■ Entries taken from a collection:
((
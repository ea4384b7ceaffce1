//! The batch planner: partitions input objects into single fetches and
//! composite groups, then drives the compose/download/split/delete pipeline.

use std::sync::Arc;

use futures::stream::{self, StreamExt};
use tokio_util::sync::CancellationToken;

use crate::common::*;
use crate::compose::compose;
use crate::decompose::decompose;
use crate::error::AdapterError;
use crate::fetch::fetch;
use crate::gcs::GcsObjectStore;
use crate::model::{CompositeHandle, ObjectGroup, ObjectRef, OptimizationParams, MAX_COMPOSE};
use crate::retry::RetryPolicy;
use crate::store::ObjectStore;

/// How many groups/single-fetches the orchestrator runs concurrently.
///
/// The sequential baseline the invariants are defined against is the
/// degenerate case of this value being `1`; concurrency is safe because
/// every composite name is uuid-unique and every group writes into disjoint,
/// positionally-determined result slots (see the module-level docs on
/// [`dataflux_download`]).
const DEFAULT_PARALLELISM: usize = 8;

/// One unit of planned work: either a single object to fetch directly, or a
/// group of objects to compose, download and split.
#[derive(Debug, Clone, PartialEq, Eq)]
pub(crate) enum PlannedItem {
    Single(ObjectRef),
    Composite(ObjectGroup),
}

impl PlannedItem {
    fn len(&self) -> usize {
        match self {
            PlannedItem::Single(_) => 1,
            PlannedItem::Composite(group) => group.len(),
        }
    }
}

/// Partition `inputs` into single fetches and composite groups.
///
/// This is a pure, synchronous function with no I/O: it decides group
/// boundaries only, leaving execution to [`dataflux_download`]. Pulled apart
/// this way so the admission rule below can be pinned with direct unit tests
/// that need neither an adapter nor an async runtime.
///
/// Admission rule (Rule B): starting from an empty group, keep admitting the
/// next input while the group has fewer than [`MAX_COMPOSE`] members *and*
/// the group's running total, *before* adding the next item, is still within
/// `params.max_composite_object_size`. This is intentionally a one-overshoot
/// rule: the item that tips the group over the cap is still admitted, so the
/// final member of a group may push its total strictly above the cap. This
/// predicate must not be "fixed" to check the total after admission — that
/// would change group boundaries observably and is not what this algorithm
/// does.
pub(crate) fn plan(inputs: &[ObjectRef], params: OptimizationParams) -> Vec<PlannedItem> {
    let mut items = Vec::new();
    let mut i = 0;

    while i < inputs.len() {
        // Rule A: objects bigger than the cap are never composited.
        if inputs[i].size > params.max_composite_object_size {
            items.push(PlannedItem::Single(inputs[i].clone()));
            i += 1;
            continue;
        }

        // Rule B: build a group, admitting items under the one-overshoot rule.
        let mut members = Vec::new();
        let mut total = 0u64;
        while i < inputs.len() && total <= params.max_composite_object_size && members.len() < MAX_COMPOSE {
            total += inputs[i].size;
            members.push(inputs[i].clone());
            i += 1;
        }

        // Rule C: a group of one is just a single fetch.
        if members.len() == 1 {
            items.push(PlannedItem::Single(members.into_iter().next().expect("len == 1")));
        } else {
            items.push(PlannedItem::Composite(ObjectGroup::new(members)));
        }
    }

    items
}

/// Run one planned item to completion, returning its member payloads in
/// order.
///
/// For a composite group this drives the full
/// `PLANNED -> COMPOSED -> DOWNLOADED -> SPLIT -> DELETED` state machine: a
/// compose failure leaves no composite to clean up and propagates directly;
/// any failure after a successful compose still attempts delete before the
/// error (if any) propagates, and delete failures are logged, never raised.
/// The cancellation token is checked between pipeline stages so a cancelled
/// call still cleans up a composite it already created.
#[instrument(level = "trace", skip(store, item, cancel), fields(len = item.len()))]
async fn run_item(
    store: &dyn ObjectStore,
    bucket: &str,
    item: PlannedItem,
    retry: &RetryPolicy,
    cancel: &CancellationToken,
) -> Result<Vec<Bytes>> {
    match item {
        PlannedItem::Single(obj) => {
            let bytes = fetch(store, bucket, &obj.name, retry)
                .await
                .map_err(adapter_err_to_anyhow)?;
            Ok(vec![bytes])
        }
        PlannedItem::Composite(group) => {
            let handle = CompositeHandle::fresh(bucket);

            if cancel.is_cancelled() {
                return Err(Error::msg("dataflux_download cancelled before compose"));
            }
            compose(store, &handle, &group, retry)
                .await
                .map_err(adapter_err_to_anyhow)?;

            let download_result = if cancel.is_cancelled() {
                Err(Error::msg("dataflux_download cancelled before download"))
            } else {
                decompose(store, &handle, &group, retry)
                    .await
                    .map_err(adapter_err_to_anyhow)
            };

            // Best-effort cleanup runs on every exit path once the composite
            // exists, regardless of whether decomposition succeeded.
            if let Err(delete_err) = store.delete(&handle.bucket, &handle.name, retry).await {
                error!(
                    composite = %handle.name,
                    error = %delete_err,
                    "failed to delete temporary composite object"
                );
            }

            download_result
        }
    }
}

fn adapter_err_to_anyhow(err: AdapterError) -> Error {
    Error::new(err)
}

/// Download every object named in `inputs` from `bucket`, transparently
/// composing small objects together to cut down on per-object request
/// overhead.
///
/// If `adapter` is `None`, a default [`GcsObjectStore`] bound to `project` is
/// constructed. Results are returned in the same order as `inputs`,
/// regardless of how planned items are interleaved internally.
pub async fn dataflux_download(
    project: &str,
    bucket: &str,
    inputs: Vec<ObjectRef>,
    adapter: Option<Arc<dyn ObjectStore>>,
    params: OptimizationParams,
) -> Result<Vec<Bytes>> {
    dataflux_download_with_cancellation(
        project,
        bucket,
        inputs,
        adapter,
        params,
        CancellationToken::new(),
    )
    .await
}

/// Like [`dataflux_download`], but accepts a [`CancellationToken`] the caller
/// can trigger to abort in-flight work early. Composites already created by
/// the time cancellation is observed are still cleaned up on a best-effort
/// basis.
pub async fn dataflux_download_with_cancellation(
    project: &str,
    bucket: &str,
    inputs: Vec<ObjectRef>,
    adapter: Option<Arc<dyn ObjectStore>>,
    params: OptimizationParams,
    cancel: CancellationToken,
) -> Result<Vec<Bytes>> {
    if inputs.is_empty() {
        return Ok(Vec::new());
    }

    let store: Arc<dyn ObjectStore> = match adapter {
        Some(store) => store,
        None => Arc::new(GcsObjectStore::new(project).await?),
    };
    let retry = RetryPolicy::default();

    let planned = plan(&inputs, params);

    // Assign each planned item its starting offset into the flat result
    // vector before dispatching, so results can be written positionally
    // regardless of completion order.
    let mut offset = 0usize;
    let dispatch: Vec<(usize, PlannedItem)> = planned
        .into_iter()
        .map(|item| {
            let start = offset;
            offset += item.len();
            (start, item)
        })
        .collect();

    let mut results: Vec<Option<Bytes>> = (0..inputs.len()).map(|_| None).collect();

    let store = &store;
    let bucket = bucket;
    let retry = &retry;
    let cancel = &cancel;
    let mut completed = stream::iter(dispatch.into_iter().map(|(start, item)| {
        let store = Arc::clone(store);
        async move {
            let bytes = run_item(store.as_ref(), bucket, item, retry, cancel).await?;
            Ok::<_, Error>((start, bytes))
        }
    }))
    .buffer_unordered(DEFAULT_PARALLELISM);

    while let Some(outcome) = completed.next().await {
        let (start, bytes) = outcome?;
        for (offset_in_group, payload) in bytes.into_iter().enumerate() {
            results[start + offset_in_group] = Some(payload);
        }
    }

    Ok(results
        .into_iter()
        .map(|b| b.expect("every slot is filled by exactly one planned item"))
        .collect())
}

#[cfg(test)]
mod tests {
    use super::*;
    use pretty_assertions::assert_eq;

    fn refs(sizes: &[u64]) -> Vec<ObjectRef> {
        sizes
            .iter()
            .enumerate()
            .map(|(i, &size)| ObjectRef::new(format!("o{i}"), size))
            .collect()
    }

    #[test]
    fn empty_input_plans_to_nothing() {
        let planned = plan(&[], OptimizationParams::new(1000));
        assert_eq!(planned.len(), 0);
    }

    #[test]
    fn a_single_oversized_item_is_fetched_alone() {
        let planned = plan(&refs(&[10_000]), OptimizationParams::new(1000));
        assert_eq!(planned.len(), 1);
        assert!(matches!(planned[0], PlannedItem::Single(_)));
    }

    #[test]
    fn thirty_two_small_items_form_one_group() {
        let planned = plan(&refs(&[1; 32]), OptimizationParams::new(1000));
        assert_eq!(planned.len(), 1);
        match &planned[0] {
            PlannedItem::Composite(group) => assert_eq!(group.len(), 32),
            other => panic!("expected a composite group, got {other:?}"),
        }
    }

    #[test]
    fn thirty_three_small_items_split_into_two_groups() {
        let planned = plan(&refs(&[1; 33]), OptimizationParams::new(1000));
        assert_eq!(planned.len(), 2);
        match &planned[0] {
            PlannedItem::Composite(group) => assert_eq!(group.len(), 32),
            other => panic!("expected a composite group, got {other:?}"),
        }
        assert!(matches!(planned[1], PlannedItem::Single(_)));
    }

    #[test]
    fn one_overshoot_admits_the_item_that_tips_the_cap() {
        // After admitting the first item (size 50), the running total is 50,
        // which is <= the cap of 100, so the second item (size 5000) is still
        // admitted by the pre-add check, even though it blows the cap.
        let planned = plan(&refs(&[50, 5000, 50, 50]), OptimizationParams::new(100));
        match &planned[0] {
            PlannedItem::Composite(group) => {
                assert_eq!(group.len(), 2);
                assert_eq!(group.total_size(), 5050);
            }
            other => panic!("expected a composite group, got {other:?}"),
        }
    }

    #[test]
    fn zero_size_objects_form_a_degenerate_group_at_zero_cap() {
        let planned = plan(&refs(&[0]), OptimizationParams::new(0));
        assert_eq!(planned.len(), 1);
        assert!(matches!(planned[0], PlannedItem::Single(_)));
    }

    #[tokio::test]
    async fn end_to_end_empty_input_makes_no_adapter_calls() {
        let store: Arc<dyn ObjectStore> = Arc::new(crate::store::MockObjectStore::new());
        let result = dataflux_download(
            "proj",
            "bucket",
            Vec::new(),
            Some(store),
            OptimizationParams::new(1000),
        )
        .await
        .unwrap();
        assert_eq!(result.len(), 0);
    }

    #[tokio::test]
    async fn end_to_end_preserves_order_across_mixed_groups() {
        use crate::store::MockObjectStore;

        // 32 one-byte items fill the first group to MAX_COMPOSE, forcing it
        // to close before the oversized item is ever considered for
        // admission; the oversized item is then fetched singly under Rule A;
        // the final two one-byte items form a second, smaller group.
        // Both composites (the 32-item group and the trailing 2-item group)
        // are served the same fixed payload here; it's long enough to cover
        // either group's total size, so only ordering and the "big" payload
        // are asserted below.
        let mut mock = MockObjectStore::new();
        mock.expect_compose().returning(|_, _, _, _| Ok(()));
        mock.expect_delete().returning(|_, _, _| Ok(()));
        mock.expect_download().returning(|_bucket, name, _retry| {
            if name.starts_with("dataflux-composed-objects/") {
                Ok(Bytes::from_static(b"0123456789012345678901234567890112"))
            } else if name == "big" {
                Ok(Bytes::from_static(b"big-bytes"))
            } else {
                panic!("unexpected download of {name}")
            }
        });

        let store: Arc<dyn ObjectStore> = Arc::new(mock);
        let mut inputs = refs(&[1; 32]);
        inputs.push(ObjectRef::new("big", 10_000));
        inputs.push(ObjectRef::new("y", 1));
        inputs.push(ObjectRef::new("z", 1));

        let result = dataflux_download(
            "proj",
            "bucket",
            inputs,
            Some(store),
            OptimizationParams::new(1000),
        )
        .await
        .unwrap();

        assert_eq!(result.len(), 35);
        assert_eq!(result[32], Bytes::from_static(b"big-bytes"));
    }
}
))
■ What is required: Report back each line of the entries that holds the string "push".

■ Solved exercise:
/// final member of a group may push its total strictly above the cap. This
            items.push(PlannedItem::Single(inputs[i].clone()));
            members.push(inputs[i].clone());
            items.push(PlannedItem::Single(members.into_iter().next().expect("len == 1")));
            items.push(PlannedItem::Composite(ObjectGroup::new(members)));
        inputs.push(ObjectRef::new("big", 10_000));
        inputs.push(ObjectRef::new("y", 1));
        inputs.push(ObjectRef::new("z", 1));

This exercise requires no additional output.